PROBLEM TO SOLVE | Copy out, from the data, each line containing the string "width".

DATA FOR THIS EXERCISE |
=======
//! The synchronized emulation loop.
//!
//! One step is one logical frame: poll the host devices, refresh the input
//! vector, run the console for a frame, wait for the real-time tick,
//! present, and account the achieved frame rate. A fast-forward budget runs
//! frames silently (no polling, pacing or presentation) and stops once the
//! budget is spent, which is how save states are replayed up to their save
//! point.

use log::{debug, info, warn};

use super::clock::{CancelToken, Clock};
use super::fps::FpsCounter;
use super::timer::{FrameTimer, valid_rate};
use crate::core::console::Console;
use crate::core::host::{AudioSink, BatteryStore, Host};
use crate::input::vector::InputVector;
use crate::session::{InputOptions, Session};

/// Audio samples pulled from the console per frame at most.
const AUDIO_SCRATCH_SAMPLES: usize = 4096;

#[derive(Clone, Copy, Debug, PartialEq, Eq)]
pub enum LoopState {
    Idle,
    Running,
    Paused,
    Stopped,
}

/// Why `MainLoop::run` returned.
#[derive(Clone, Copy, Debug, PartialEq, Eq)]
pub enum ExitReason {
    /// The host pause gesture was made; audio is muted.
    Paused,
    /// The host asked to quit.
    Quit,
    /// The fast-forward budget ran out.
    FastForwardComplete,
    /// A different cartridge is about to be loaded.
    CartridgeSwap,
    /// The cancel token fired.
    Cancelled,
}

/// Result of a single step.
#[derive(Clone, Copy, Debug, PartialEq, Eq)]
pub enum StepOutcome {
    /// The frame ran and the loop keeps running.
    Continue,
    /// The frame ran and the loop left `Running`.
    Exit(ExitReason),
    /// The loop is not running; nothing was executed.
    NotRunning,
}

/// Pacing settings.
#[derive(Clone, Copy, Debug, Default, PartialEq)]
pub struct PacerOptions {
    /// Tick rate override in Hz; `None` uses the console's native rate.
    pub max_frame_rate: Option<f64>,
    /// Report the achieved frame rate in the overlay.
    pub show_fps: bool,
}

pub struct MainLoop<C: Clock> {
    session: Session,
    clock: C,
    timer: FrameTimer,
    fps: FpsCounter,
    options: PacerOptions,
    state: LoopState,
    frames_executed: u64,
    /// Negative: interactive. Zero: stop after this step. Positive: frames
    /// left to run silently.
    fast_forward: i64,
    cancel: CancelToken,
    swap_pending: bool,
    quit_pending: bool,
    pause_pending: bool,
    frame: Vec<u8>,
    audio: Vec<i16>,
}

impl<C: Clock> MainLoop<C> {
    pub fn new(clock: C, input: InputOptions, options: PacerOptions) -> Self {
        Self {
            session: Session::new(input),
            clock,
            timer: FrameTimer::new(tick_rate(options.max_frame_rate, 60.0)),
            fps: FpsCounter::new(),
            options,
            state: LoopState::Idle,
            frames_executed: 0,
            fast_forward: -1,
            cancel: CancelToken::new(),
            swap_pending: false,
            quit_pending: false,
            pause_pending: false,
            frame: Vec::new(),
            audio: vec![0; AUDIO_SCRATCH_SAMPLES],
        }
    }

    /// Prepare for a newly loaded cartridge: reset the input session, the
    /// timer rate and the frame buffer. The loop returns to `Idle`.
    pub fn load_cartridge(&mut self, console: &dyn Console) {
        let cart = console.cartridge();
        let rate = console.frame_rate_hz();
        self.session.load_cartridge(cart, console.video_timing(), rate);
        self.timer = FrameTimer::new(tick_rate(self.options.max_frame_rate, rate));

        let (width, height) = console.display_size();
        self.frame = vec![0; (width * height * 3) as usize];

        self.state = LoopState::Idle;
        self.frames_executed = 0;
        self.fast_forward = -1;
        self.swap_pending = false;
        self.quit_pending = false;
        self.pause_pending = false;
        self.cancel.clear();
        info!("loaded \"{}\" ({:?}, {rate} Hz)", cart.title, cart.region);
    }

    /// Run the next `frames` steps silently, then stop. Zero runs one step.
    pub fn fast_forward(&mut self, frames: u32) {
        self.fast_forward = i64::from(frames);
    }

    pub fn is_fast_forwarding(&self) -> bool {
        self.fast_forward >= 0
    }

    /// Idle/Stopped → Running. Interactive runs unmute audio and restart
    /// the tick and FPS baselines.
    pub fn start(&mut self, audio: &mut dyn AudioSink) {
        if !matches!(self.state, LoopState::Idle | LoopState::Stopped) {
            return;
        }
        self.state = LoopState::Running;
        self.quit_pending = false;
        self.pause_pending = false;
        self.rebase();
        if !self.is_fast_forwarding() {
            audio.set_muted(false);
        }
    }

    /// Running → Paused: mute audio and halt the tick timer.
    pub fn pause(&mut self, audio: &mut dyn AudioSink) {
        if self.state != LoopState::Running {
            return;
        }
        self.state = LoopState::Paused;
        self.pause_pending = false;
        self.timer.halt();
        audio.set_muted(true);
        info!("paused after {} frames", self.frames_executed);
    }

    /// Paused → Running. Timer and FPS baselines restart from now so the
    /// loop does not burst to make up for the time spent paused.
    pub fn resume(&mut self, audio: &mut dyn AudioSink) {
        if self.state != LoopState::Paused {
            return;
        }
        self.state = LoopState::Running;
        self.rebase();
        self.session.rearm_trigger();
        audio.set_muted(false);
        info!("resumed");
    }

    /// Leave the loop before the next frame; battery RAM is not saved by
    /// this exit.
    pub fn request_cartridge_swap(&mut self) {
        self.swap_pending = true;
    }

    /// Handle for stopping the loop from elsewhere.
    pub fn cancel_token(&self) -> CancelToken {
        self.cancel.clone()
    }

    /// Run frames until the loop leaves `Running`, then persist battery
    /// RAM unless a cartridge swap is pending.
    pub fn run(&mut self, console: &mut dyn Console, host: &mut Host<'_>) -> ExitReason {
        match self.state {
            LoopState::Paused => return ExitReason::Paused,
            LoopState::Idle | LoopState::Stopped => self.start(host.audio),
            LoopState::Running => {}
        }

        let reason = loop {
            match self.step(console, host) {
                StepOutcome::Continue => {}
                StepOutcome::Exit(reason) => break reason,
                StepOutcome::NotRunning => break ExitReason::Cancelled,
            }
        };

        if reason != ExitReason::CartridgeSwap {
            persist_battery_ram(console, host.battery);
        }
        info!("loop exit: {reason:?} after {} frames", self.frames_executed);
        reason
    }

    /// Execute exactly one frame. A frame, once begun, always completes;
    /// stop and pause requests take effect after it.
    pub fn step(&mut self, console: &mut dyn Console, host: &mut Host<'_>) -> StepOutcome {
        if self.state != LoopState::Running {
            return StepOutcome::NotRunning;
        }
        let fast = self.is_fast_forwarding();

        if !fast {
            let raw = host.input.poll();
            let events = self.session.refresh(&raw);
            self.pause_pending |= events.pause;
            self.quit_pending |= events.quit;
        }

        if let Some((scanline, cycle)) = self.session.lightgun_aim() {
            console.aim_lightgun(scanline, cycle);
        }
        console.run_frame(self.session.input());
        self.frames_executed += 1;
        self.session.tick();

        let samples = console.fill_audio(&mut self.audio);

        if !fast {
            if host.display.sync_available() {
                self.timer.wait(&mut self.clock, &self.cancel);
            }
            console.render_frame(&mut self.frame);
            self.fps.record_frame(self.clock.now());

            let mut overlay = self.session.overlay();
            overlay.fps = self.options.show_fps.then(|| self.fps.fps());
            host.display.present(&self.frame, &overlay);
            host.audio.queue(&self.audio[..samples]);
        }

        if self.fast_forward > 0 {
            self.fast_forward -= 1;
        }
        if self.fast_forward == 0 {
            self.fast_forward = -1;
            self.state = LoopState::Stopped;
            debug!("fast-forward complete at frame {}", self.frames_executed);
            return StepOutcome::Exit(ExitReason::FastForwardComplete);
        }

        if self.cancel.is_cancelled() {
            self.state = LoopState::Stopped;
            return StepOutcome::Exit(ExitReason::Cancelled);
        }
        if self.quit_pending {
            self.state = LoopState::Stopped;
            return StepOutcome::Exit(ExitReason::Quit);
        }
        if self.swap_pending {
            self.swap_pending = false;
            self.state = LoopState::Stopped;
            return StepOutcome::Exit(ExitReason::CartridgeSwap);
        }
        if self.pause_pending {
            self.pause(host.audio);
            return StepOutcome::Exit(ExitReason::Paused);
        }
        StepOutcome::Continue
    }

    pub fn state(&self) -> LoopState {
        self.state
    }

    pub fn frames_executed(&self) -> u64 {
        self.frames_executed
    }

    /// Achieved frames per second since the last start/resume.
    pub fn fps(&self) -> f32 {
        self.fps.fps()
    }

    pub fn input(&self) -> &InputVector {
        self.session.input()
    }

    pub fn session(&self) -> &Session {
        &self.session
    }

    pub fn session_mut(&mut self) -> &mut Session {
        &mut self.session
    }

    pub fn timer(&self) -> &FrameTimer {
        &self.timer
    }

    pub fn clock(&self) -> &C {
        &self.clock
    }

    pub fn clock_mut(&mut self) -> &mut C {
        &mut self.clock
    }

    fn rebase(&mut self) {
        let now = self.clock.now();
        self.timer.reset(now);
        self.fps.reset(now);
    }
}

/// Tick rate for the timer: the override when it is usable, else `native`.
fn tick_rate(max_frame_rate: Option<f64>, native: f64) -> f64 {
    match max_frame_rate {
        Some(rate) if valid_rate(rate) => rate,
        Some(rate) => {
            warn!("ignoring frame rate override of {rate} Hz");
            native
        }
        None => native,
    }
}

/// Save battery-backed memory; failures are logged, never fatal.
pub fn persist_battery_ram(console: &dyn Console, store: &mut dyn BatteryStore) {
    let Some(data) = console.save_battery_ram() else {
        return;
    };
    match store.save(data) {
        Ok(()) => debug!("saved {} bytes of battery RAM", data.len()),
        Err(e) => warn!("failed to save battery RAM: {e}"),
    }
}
=======
TASK RESPONSE |
        let (width, height) = console.display_size();
        self.frame = vec![0; (width * height * 3) as usize];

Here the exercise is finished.